[[ Data section open ]]

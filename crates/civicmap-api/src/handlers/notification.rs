//! Notification handlers.

use axum::Json;
use axum::extract::{Path, Query, State};

use civicmap_core::types::pagination::PageResponse;
use civicmap_entity::notification::model::Notification;

use crate::dto::response::{ApiResponse, MessageResponse};
use crate::error::ApiError;
use crate::extractors::{AuthUser, PaginationParams};
use crate::state::AppState;

/// GET /api/notifications
pub async fn list_notifications(
    State(state): State<AppState>,
    auth: AuthUser,
    Query(params): Query<PaginationParams>,
) -> Result<Json<ApiResponse<PageResponse<Notification>>>, ApiError> {
    let page = state
        .notification_service
        .list(&auth, params.into_page_request())
        .await?;
    Ok(Json(ApiResponse::ok(page)))
}

/// PUT /api/notifications/{id}/read
pub async fn mark_read(
    State(state): State<AppState>,
    auth: AuthUser,
    Path(id): Path<i64>,
) -> Result<Json<MessageResponse>, ApiError> {
    state.notification_service.mark_read(&auth, id).await?;
    Ok(Json(MessageResponse::new("Notification marquée comme lue")))
}
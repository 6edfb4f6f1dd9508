//! Background job entity.

pub mod model;
pub mod status;

pub use model::Job;
pub use status::{JobPriority, JobStatus};
//! Notification service.

use std::sync::Arc;

use civicmap_core::error::AppError;
use civicmap_core::result::AppResult;
use civicmap_core::types::pagination::{PageRequest, PageResponse};
use civicmap_database::repositories::notification::NotificationRepository;
use civicmap_entity::notification::model::Notification;

use crate::context::RequestContext;

/// Unknown notification id, or owned by another user.
pub const MSG_NOTIFICATION_NOT_FOUND: &str = "Notification non trouvée";

/// Manages the caller's in-app notifications.
#[derive(Debug, Clone)]
pub struct NotificationService {
    /// Notification repository.
    notification_repo: Arc<NotificationRepository>,
}

impl NotificationService {
    /// Creates a new notification service.
    pub fn new(notification_repo: Arc<NotificationRepository>) -> Self {
        Self { notification_repo }
    }

    /// Lists notifications for the current user, newest first.
    pub async fn list(
        &self,
        ctx: &RequestContext,
        page: PageRequest,
    ) -> AppResult<PageResponse<Notification>> {
        self.notification_repo.find_by_user(ctx.user_id, &page).await
    }

    /// Marks one of the caller's notifications as read. Idempotent.
    pub async fn mark_read(&self, ctx: &RequestContext, notification_id: i64) -> AppResult<()> {
        let updated = self
            .notification_repo
            .mark_read(notification_id, ctx.user_id)
            .await?;
        if !updated {
            return Err(AppError::not_found(MSG_NOTIFICATION_NOT_FOUND));
        }
        Ok(())
    }
}
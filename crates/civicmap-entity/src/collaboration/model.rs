//! Collaboration entity model.

use chrono::{DateTime, NaiveDate, Utc};
use serde::{Deserialize, Serialize};
use sqlx::FromRow;

use super::status::CollaborationStatus;

/// A request by a user to assist on a specific incident.
///
/// At most one collaboration may exist per (incident, user) pair — enforced
/// by a unique constraint at the data layer and re-checked with a friendly
/// error at the validation layer.
#[derive(Debug, Clone, Serialize, Deserialize, FromRow)]
pub struct Collaboration {
    /// Unique collaboration identifier.
    pub id: i64,
    /// The incident the request targets.
    pub incident_id: i64,
    /// The user who initiated the request.
    pub user_id: i64,
    /// When the request was created. Immutable.
    pub created_at: DateTime<Utc>,
    /// Last day of the proposed collaboration; strictly in the future at creation.
    pub end_date: NaiveDate,
    /// Free-text motivation (optional).
    pub motivation: Option<String>,
    /// Free-text alternative proposal (optional).
    pub other_option: Option<String>,
    /// Current lifecycle state.
    pub status: CollaborationStatus,
}

impl Collaboration {
    /// Check whether the collaboration window has passed.
    ///
    /// Expiry only gates the accept transition; there is no background sweep.
    pub fn is_expired(&self, today: NaiveDate) -> bool {
        self.end_date <= today
    }
}

/// Data required to create a new collaboration.
#[derive(Debug, Clone, Serialize, Deserialize)]
pub struct NewCollaboration {
    /// Target incident.
    pub incident_id: i64,
    /// Requesting user.
    pub user_id: i64,
    /// Proposed end date.
    pub end_date: NaiveDate,
    /// Motivation text.
    pub motivation: Option<String>,
    /// Alternative proposal text.
    pub other_option: Option<String>,
}

#[cfg(test)]
mod tests {
    use super::*;

    fn sample(end_date: NaiveDate) -> Collaboration {
        Collaboration {
            id: 1,
            incident_id: 10,
            user_id: 20,
            created_at: Utc::now(),
            end_date,
            motivation: None,
            other_option: None,
            status: CollaborationStatus::Pending,
        }
    }

    #[test]
    fn test_expiry_is_inclusive_of_today() {
        let today = NaiveDate::from_ymd_opt(2025, 6, 15).unwrap();
        assert!(sample(today).is_expired(today));
        assert!(sample(today.pred_opt().unwrap()).is_expired(today));
        assert!(!sample(today.succ_opt().unwrap()).is_expired(today));
    }
}
//! User entity model.

use chrono::{DateTime, Utc};
use serde::{Deserialize, Serialize};
use sqlx::FromRow;

use super::role::UserRole;

/// A registered user of the platform.
///
/// Account management belongs to the identity service; this crate only reads
/// the fields the collaboration workflow consumes.
#[derive(Debug, Clone, Serialize, Deserialize, FromRow)]
pub struct User {
    /// Unique user identifier.
    pub id: i64,
    /// Email address. May be empty for accounts created through other channels.
    pub email: String,
    /// Given name.
    pub first_name: String,
    /// Family name.
    pub last_name: String,
    /// Organisation the user belongs to (shown in notification texts).
    pub organisation: Option<String>,
    /// Account type.
    pub role: UserRole,
    /// When the account was created.
    pub created_at: DateTime<Utc>,
}

impl User {
    /// Check whether the user can receive email.
    pub fn has_email(&self) -> bool {
        !self.email.trim().is_empty()
    }

    /// Organisation name for display, falling back to the user's full name.
    pub fn organisation_label(&self) -> String {
        match &self.organisation {
            Some(org) if !org.trim().is_empty() => org.clone(),
            _ => format!("{} {}", self.first_name, self.last_name),
        }
    }
}

#[cfg(test)]
mod tests {
    use super::*;

    fn sample(email: &str, organisation: Option<&str>) -> User {
        User {
            id: 1,
            email: email.to_string(),
            first_name: "Awa".to_string(),
            last_name: "Diarra".to_string(),
            organisation: organisation.map(String::from),
            role: UserRole::Elu,
            created_at: Utc::now(),
        }
    }

    #[test]
    fn test_has_email() {
        assert!(sample("a@x.com", None).has_email());
        assert!(!sample("", None).has_email());
        assert!(!sample("   ", None).has_email());
    }

    #[test]
    fn test_organisation_label_falls_back_to_name() {
        assert_eq!(
            sample("a@x.com", Some("Mairie de Bamako")).organisation_label(),
            "Mairie de Bamako"
        );
        assert_eq!(sample("a@x.com", None).organisation_label(), "Awa Diarra");
        assert_eq!(sample("a@x.com", Some("")).organisation_label(), "Awa Diarra");
    }
}
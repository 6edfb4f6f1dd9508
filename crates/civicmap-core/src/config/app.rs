//! Server and CORS configuration.

use serde::{Deserialize, Serialize};

/// HTTP server configuration.
#[derive(Debug, Clone, Serialize, Deserialize)]
pub struct ServerConfig {
    /// Bind address.
    #[serde(default = "default_host")]
    pub host: String,
    /// Bind port.
    #[serde(default = "default_port")]
    pub port: u16,
    /// Graceful shutdown timeout in seconds.
    #[serde(default = "default_shutdown_grace")]
    pub shutdown_grace_seconds: u64,
    /// CORS configuration.
    #[serde(default)]
    pub cors: CorsConfig,
}

impl Default for ServerConfig {
    fn default() -> Self {
        Self {
            host: default_host(),
            port: default_port(),
            shutdown_grace_seconds: default_shutdown_grace(),
            cors: CorsConfig::default(),
        }
    }
}

/// CORS (Cross-Origin Resource Sharing) configuration.
#[derive(Debug, Clone, Serialize, Deserialize)]
pub struct CorsConfig {
    /// Allowed origins (use `["*"]` for development only).
    #[serde(default = "default_allowed_origins")]
    pub allowed_origins: Vec<String>,
    /// Allowed HTTP methods.
    #[serde(default = "default_allowed_methods")]
    pub allowed_methods: Vec<String>,
    /// Max age for preflight cache in seconds.
    #[serde(default = "default_max_age")]
    pub max_age_seconds: u64,
}

impl Default for CorsConfig {
    fn default() -> Self {
        Self {
            allowed_origins: default_allowed_origins(),
            allowed_methods: default_allowed_methods(),
            max_age_seconds: default_max_age(),
        }
    }
}

fn default_host() -> String {
    "0.0.0.0".to_string()
}

fn default_port() -> u16 {
    8080
}

fn default_shutdown_grace() -> u64 {
    30
}

fn default_allowed_origins() -> Vec<String> {
    vec!["*".to_string()]
}

fn default_allowed_methods() -> Vec<String> {
    vec![
        "GET".to_string(),
        "POST".to_string(),
        "PUT".to_string(),
        "DELETE".to_string(),
        "OPTIONS".to_string(),
    ]
}

fn default_max_age() -> u64 {
    3600
}

#[cfg(test)]
mod tests {
    use super::*;

    #[test]
    fn test_server_defaults() {
        let config = ServerConfig::default();
        assert_eq!(config.host, "0.0.0.0");
        assert_eq!(config.port, 8080);
        assert!(config.cors.allowed_origins.contains(&"*".to_string()));
    }
}
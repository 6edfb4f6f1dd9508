//! Pagination request/response types.

use serde::{Deserialize, Serialize};

/// A request for one page of results.
#[derive(Debug, Clone, Copy, Serialize, Deserialize)]
pub struct PageRequest {
    /// Page number (1-based).
    pub page: u64,
    /// Items per page.
    pub page_size: u64,
}

impl PageRequest {
    /// Number of rows to fetch.
    pub fn limit(&self) -> u64 {
        self.page_size
    }

    /// Number of rows to skip.
    pub fn offset(&self) -> u64 {
        (self.page.max(1) - 1) * self.page_size
    }
}

impl Default for PageRequest {
    fn default() -> Self {
        Self {
            page: 1,
            page_size: 25,
        }
    }
}

/// One page of results plus totals.
#[derive(Debug, Clone, Serialize, Deserialize)]
pub struct PageResponse<T> {
    /// Items in this page.
    pub items: Vec<T>,
    /// Current page (1-based).
    pub page: u64,
    /// Items per page.
    pub page_size: u64,
    /// Total item count across all pages.
    pub total: u64,
    /// Total number of pages.
    pub total_pages: u64,
}

impl<T> PageResponse<T> {
    /// Assemble a page response, deriving `total_pages`.
    pub fn new(items: Vec<T>, page: u64, page_size: u64, total: u64) -> Self {
        let total_pages = if page_size == 0 {
            0
        } else {
            total.div_ceil(page_size)
        };
        Self {
            items,
            page,
            page_size,
            total,
            total_pages,
        }
    }
}

#[cfg(test)]
mod tests {
    use super::*;

    #[test]
    fn test_offset() {
        let page = PageRequest {
            page: 3,
            page_size: 25,
        };
        assert_eq!(page.offset(), 50);
        assert_eq!(page.limit(), 25);

        let first = PageRequest {
            page: 0,
            page_size: 10,
        };
        assert_eq!(first.offset(), 0);
    }

    #[test]
    fn test_total_pages() {
        let resp = PageResponse::new(vec![1, 2, 3], 1, 25, 51);
        assert_eq!(resp.total_pages, 3);

        let empty: PageResponse<i32> = PageResponse::new(vec![], 1, 25, 0);
        assert_eq!(empty.total_pages, 0);
    }
}
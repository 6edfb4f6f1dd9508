//! Queue-backed implementation of the [`Mailer`] seam.

use std::sync::Arc;

use async_trait::async_trait;

use civicmap_core::result::AppResult;
use civicmap_core::traits::mailer::{EmailMessage, Mailer};
use civicmap_entity::job::status::JobPriority;

use crate::jobs::email::SEND_EMAIL_JOB;
use crate::queue::{JobCreateParams, JobQueue};

/// Queue name for outbound mail jobs.
pub const MAIL_QUEUE: &str = "mail";

/// A [`Mailer`] that persists each message as a `send_email` job.
///
/// Enqueue is synchronous (a single insert); delivery happens later in the
/// worker with the queue's retry policy.
#[derive(Debug, Clone)]
pub struct QueuedMailer {
    /// Backing job queue.
    queue: Arc<JobQueue>,
    /// Delivery attempts per message.
    max_attempts: i32,
}

impl QueuedMailer {
    /// Creates a new queue-backed mailer.
    pub fn new(queue: Arc<JobQueue>, max_attempts: i32) -> Self {
        Self {
            queue,
            max_attempts,
        }
    }
}

#[async_trait]
impl Mailer for QueuedMailer {
    async fn enqueue(&self, message: &EmailMessage) -> AppResult<()> {
        let params = JobCreateParams {
            job_type: SEND_EMAIL_JOB.to_string(),
            queue: MAIL_QUEUE.to_string(),
            priority: JobPriority::Normal,
            payload: serde_json::to_value(message)?,
            max_attempts: self.max_attempts,
        };

        self.queue.enqueue(params).await?;
        Ok(())
    }
}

[[ Data section closed ]]

#### Exercise details:
Every line above with the string "Path" in it should be copied into the answer.

#### Response for this exercise:
use axum::extract::{Path, Query, State};
    Path(id): Path<i64>,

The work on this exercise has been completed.